Work order: Wherever "Ordering" occurs in the entries, copy the line that holds it.

Supplied data:
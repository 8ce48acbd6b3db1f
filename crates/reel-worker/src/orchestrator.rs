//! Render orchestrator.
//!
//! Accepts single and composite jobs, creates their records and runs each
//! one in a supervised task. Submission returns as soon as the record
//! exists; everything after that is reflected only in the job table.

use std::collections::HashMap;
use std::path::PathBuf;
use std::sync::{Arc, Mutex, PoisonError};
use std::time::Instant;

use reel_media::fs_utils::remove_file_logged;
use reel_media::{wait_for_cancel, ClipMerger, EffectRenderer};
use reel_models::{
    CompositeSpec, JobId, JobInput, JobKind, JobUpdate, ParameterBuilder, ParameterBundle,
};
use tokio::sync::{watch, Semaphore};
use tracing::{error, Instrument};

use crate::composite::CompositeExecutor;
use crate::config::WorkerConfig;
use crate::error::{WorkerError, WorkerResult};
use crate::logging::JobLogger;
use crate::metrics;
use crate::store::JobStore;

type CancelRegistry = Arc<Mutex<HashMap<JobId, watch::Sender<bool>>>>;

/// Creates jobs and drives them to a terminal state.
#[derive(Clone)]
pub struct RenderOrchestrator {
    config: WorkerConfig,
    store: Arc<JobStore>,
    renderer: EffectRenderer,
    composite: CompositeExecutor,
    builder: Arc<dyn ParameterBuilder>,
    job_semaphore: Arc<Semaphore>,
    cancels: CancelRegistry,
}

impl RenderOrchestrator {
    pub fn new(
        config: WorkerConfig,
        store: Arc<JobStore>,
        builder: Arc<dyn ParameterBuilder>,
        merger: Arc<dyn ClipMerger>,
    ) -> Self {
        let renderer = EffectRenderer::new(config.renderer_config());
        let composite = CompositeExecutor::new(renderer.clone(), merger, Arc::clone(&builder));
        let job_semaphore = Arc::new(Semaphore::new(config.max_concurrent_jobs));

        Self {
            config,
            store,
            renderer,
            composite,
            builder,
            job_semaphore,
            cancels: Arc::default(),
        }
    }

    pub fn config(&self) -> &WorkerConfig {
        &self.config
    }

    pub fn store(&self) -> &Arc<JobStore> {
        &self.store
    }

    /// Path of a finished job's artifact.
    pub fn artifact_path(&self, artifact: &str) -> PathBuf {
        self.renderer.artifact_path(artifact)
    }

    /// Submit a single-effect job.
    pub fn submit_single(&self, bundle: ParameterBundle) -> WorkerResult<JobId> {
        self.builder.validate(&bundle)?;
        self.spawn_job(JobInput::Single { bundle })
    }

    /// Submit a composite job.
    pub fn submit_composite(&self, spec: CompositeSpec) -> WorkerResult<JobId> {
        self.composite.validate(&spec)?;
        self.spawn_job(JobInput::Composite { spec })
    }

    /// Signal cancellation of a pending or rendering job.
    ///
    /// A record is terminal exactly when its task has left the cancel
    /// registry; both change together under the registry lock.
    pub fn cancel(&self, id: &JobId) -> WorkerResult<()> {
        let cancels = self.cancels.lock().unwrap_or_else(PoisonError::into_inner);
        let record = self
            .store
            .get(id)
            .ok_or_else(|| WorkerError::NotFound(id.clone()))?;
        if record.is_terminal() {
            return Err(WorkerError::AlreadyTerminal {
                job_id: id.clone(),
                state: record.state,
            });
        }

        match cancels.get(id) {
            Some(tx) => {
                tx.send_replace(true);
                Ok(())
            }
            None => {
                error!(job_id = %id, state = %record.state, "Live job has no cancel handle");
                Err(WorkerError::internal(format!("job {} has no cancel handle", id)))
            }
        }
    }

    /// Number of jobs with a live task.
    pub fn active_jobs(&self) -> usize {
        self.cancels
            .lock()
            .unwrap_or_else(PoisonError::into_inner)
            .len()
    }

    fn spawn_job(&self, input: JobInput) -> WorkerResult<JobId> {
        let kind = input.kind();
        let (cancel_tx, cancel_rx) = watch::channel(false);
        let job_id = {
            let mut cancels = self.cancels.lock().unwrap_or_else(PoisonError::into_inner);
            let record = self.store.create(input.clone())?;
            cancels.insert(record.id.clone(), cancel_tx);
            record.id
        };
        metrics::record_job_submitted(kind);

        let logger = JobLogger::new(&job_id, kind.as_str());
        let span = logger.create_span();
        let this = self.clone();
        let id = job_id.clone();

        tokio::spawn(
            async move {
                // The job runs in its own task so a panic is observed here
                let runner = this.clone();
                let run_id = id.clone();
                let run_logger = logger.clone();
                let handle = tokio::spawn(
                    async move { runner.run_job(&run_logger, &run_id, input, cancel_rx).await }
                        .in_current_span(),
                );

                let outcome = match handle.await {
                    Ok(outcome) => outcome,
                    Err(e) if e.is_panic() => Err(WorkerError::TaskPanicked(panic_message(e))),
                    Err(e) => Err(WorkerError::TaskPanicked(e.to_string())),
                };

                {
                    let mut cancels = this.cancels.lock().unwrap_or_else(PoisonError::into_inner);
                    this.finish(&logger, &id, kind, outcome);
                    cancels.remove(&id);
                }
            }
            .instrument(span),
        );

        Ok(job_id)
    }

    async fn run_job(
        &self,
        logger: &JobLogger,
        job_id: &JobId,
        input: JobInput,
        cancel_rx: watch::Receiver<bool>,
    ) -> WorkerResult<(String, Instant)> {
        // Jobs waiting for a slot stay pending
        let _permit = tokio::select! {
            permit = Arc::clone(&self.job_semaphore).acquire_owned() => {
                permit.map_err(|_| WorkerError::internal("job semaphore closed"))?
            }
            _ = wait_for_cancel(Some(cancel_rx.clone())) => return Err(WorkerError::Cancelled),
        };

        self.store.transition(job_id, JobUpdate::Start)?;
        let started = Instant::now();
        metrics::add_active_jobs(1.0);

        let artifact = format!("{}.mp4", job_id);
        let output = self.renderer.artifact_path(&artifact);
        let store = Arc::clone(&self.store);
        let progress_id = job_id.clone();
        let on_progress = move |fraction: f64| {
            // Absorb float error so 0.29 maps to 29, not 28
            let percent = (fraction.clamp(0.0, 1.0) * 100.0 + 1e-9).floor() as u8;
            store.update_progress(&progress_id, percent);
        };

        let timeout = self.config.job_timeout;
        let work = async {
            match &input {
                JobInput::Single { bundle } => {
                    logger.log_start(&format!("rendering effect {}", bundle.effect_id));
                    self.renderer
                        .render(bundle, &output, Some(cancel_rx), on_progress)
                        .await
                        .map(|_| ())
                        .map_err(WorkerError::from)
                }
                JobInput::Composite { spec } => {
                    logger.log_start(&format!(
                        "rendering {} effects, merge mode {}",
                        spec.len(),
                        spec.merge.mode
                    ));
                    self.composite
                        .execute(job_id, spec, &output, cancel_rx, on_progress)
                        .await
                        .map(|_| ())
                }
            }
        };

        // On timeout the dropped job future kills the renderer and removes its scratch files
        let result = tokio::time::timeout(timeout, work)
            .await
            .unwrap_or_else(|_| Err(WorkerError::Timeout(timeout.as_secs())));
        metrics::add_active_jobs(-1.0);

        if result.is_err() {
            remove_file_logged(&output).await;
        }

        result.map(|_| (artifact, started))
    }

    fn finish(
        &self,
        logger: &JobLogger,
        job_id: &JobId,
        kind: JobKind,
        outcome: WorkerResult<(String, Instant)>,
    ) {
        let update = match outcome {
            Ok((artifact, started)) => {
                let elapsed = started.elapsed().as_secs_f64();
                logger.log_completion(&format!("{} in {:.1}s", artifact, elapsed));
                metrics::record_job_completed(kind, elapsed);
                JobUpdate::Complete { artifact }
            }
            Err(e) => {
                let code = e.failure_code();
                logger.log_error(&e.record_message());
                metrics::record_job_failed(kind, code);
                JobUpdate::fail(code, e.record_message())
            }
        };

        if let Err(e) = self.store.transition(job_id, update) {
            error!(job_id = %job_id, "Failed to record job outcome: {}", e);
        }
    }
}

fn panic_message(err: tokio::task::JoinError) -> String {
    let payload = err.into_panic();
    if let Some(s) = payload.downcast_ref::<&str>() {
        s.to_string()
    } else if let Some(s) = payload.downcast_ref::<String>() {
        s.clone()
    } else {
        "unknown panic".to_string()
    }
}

...

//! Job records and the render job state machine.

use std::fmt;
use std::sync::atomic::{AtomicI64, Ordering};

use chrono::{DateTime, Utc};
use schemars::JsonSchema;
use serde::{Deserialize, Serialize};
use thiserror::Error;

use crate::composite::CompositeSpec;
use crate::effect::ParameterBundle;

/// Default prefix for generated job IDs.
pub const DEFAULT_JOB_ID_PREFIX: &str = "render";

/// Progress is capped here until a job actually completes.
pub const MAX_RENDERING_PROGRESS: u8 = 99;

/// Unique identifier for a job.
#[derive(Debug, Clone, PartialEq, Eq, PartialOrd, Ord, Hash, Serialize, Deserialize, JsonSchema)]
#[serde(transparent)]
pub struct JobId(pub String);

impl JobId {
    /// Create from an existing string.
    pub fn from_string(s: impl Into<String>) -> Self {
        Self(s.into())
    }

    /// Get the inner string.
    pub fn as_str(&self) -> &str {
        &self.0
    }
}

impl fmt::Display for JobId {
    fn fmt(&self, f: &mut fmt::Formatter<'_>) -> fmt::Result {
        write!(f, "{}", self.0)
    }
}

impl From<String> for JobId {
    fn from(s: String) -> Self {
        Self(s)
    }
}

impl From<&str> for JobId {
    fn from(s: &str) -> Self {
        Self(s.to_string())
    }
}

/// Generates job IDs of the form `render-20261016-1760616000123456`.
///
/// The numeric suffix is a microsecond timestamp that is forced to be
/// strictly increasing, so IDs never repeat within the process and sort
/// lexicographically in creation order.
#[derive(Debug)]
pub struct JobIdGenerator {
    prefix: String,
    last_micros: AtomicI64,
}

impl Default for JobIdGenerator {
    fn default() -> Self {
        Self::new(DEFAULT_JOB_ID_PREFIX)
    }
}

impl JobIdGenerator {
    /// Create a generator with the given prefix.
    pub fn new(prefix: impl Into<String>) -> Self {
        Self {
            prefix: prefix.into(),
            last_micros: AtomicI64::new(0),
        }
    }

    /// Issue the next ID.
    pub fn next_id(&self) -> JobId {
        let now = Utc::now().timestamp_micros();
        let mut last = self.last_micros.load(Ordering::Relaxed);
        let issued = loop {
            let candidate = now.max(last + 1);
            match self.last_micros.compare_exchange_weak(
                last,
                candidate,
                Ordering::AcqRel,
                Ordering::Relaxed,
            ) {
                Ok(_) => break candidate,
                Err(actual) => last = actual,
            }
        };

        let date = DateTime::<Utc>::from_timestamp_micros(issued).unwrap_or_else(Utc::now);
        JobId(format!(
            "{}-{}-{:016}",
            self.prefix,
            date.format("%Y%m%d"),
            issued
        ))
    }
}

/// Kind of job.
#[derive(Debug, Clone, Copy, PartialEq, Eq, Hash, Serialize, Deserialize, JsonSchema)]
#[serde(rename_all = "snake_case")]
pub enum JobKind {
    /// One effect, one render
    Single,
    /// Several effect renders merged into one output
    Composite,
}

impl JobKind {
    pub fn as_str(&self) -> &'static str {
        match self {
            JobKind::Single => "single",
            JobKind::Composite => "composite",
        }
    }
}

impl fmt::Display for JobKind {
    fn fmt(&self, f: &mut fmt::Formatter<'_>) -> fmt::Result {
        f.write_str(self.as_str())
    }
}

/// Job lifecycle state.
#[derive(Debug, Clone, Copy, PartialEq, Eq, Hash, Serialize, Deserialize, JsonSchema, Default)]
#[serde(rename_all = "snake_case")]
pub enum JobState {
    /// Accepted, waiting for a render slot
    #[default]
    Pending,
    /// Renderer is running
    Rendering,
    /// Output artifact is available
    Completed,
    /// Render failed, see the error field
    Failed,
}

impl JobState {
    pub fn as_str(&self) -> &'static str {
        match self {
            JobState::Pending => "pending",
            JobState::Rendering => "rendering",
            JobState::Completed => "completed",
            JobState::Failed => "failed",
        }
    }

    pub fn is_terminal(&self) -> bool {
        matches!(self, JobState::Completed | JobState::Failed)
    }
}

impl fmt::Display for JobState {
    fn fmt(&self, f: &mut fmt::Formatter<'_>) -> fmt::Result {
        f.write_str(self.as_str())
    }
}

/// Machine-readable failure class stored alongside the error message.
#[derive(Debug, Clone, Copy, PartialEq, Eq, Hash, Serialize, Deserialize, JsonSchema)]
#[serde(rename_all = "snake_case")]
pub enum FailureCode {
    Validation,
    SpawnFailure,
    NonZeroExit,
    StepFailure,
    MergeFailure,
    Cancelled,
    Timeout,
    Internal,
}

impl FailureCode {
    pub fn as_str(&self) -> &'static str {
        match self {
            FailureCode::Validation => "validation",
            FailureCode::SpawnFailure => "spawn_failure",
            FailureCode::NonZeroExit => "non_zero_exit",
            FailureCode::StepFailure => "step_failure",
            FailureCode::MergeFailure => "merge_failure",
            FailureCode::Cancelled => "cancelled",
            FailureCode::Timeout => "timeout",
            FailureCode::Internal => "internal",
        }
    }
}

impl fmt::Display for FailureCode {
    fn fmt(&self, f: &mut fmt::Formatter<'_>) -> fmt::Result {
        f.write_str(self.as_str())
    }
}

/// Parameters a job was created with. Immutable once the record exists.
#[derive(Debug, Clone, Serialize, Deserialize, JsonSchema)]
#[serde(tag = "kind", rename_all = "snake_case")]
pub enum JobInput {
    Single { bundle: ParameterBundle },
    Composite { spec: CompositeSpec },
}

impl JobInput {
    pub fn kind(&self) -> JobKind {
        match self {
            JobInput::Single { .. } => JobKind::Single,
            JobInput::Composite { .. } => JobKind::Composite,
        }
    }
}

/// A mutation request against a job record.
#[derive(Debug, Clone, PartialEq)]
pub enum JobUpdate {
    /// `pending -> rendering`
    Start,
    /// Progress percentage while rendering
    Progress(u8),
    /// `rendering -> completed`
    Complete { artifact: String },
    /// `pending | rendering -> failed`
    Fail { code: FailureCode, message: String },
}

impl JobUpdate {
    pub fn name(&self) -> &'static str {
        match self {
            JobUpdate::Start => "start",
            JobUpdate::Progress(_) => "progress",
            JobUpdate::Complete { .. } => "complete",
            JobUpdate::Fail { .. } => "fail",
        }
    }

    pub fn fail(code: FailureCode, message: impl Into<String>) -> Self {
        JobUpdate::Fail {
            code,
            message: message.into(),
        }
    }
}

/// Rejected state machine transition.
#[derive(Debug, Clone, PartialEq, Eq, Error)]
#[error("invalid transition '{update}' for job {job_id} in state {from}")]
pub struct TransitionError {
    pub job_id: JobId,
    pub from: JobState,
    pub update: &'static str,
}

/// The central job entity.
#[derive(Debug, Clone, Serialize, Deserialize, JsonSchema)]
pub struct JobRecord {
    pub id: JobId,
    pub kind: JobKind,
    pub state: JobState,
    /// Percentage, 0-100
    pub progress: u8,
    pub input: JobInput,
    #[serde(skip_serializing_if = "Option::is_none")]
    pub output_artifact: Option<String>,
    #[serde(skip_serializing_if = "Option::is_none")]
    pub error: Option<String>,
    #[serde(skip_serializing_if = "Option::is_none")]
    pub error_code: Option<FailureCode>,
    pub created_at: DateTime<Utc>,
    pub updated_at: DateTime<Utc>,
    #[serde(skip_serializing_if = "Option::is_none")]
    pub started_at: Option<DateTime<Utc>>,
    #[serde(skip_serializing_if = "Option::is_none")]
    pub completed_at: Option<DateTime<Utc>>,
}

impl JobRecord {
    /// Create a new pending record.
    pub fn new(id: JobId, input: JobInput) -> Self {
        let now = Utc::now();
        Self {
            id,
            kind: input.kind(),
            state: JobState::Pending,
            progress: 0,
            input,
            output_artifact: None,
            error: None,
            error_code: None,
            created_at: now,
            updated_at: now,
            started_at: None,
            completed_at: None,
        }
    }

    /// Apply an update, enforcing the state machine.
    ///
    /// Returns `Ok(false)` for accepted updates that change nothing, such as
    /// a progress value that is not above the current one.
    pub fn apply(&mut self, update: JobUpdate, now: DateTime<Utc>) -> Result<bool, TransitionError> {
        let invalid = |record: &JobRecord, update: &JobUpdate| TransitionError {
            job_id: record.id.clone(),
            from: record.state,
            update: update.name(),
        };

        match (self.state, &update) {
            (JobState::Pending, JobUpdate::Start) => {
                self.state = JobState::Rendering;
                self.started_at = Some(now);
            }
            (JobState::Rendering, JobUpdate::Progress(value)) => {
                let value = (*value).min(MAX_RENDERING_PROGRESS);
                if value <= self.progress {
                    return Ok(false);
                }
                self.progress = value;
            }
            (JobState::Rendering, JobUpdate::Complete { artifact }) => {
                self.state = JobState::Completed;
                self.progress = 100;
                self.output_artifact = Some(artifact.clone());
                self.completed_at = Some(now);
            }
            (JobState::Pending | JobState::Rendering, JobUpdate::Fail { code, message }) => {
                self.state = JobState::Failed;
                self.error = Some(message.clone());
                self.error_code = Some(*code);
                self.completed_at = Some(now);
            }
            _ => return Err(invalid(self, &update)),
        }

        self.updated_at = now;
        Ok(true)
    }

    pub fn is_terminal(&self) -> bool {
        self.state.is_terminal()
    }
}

* * *

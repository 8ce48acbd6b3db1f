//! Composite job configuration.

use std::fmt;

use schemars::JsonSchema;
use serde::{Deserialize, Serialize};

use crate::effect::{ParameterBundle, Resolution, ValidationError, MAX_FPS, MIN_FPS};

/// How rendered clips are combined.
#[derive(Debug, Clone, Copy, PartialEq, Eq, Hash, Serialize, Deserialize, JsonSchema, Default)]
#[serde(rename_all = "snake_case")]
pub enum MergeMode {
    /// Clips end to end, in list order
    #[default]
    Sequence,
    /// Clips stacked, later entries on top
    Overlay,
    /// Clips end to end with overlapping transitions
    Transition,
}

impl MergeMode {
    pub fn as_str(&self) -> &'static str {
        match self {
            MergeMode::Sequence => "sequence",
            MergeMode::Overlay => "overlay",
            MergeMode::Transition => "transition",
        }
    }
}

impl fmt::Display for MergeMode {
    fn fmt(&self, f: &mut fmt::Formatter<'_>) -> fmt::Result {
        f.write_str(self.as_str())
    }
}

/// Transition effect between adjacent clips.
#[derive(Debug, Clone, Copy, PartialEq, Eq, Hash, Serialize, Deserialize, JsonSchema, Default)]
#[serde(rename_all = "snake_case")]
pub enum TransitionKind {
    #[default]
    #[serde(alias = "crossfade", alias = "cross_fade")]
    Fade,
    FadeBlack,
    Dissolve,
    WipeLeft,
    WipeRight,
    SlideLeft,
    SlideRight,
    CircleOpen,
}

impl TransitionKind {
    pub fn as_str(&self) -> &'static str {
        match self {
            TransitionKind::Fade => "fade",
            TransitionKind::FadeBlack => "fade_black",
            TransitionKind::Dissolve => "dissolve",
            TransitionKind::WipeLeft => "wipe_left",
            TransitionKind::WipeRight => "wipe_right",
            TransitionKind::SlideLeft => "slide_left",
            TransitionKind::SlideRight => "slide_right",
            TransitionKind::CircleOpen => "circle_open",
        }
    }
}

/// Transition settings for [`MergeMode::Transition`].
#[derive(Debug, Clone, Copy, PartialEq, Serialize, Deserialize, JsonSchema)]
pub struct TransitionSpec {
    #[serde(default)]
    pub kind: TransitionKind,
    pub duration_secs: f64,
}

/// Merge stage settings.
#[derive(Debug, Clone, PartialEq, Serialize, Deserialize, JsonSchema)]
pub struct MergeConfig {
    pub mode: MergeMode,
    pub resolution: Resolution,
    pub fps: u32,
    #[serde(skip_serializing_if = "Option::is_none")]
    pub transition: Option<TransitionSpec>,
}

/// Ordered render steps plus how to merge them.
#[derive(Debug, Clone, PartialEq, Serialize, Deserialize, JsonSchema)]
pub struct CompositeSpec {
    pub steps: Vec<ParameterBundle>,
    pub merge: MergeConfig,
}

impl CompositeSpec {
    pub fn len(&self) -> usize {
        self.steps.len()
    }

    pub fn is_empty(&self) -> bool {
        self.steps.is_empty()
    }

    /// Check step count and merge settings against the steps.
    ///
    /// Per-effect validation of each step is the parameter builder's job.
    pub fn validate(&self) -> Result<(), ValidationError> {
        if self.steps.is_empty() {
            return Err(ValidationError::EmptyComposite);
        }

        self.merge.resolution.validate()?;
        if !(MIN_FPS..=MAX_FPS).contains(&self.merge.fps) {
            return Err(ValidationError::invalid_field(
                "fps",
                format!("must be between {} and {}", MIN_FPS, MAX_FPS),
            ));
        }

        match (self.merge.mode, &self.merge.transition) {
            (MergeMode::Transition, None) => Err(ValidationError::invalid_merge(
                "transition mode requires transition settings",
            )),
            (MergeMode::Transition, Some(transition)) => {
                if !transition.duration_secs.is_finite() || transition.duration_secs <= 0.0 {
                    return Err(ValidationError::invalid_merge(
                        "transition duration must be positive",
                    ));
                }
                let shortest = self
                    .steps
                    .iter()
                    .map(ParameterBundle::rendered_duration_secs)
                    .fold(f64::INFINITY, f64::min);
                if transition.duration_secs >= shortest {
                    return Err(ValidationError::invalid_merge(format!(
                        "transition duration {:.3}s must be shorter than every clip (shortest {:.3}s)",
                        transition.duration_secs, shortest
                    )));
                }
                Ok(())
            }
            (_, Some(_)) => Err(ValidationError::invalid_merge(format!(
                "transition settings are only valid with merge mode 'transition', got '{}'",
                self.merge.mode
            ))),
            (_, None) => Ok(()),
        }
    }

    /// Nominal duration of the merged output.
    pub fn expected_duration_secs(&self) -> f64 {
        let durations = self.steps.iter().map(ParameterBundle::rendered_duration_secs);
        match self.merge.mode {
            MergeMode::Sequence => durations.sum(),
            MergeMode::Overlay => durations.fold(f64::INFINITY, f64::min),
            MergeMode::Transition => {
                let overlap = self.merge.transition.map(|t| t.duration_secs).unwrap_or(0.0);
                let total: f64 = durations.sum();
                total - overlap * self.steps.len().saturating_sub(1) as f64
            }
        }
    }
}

Exercise result:
use std::sync::atomic::{AtomicI64, Ordering};
        let mut last = self.last_micros.load(Ordering::Relaxed);
                Ordering::AcqRel,
                Ordering::Relaxed,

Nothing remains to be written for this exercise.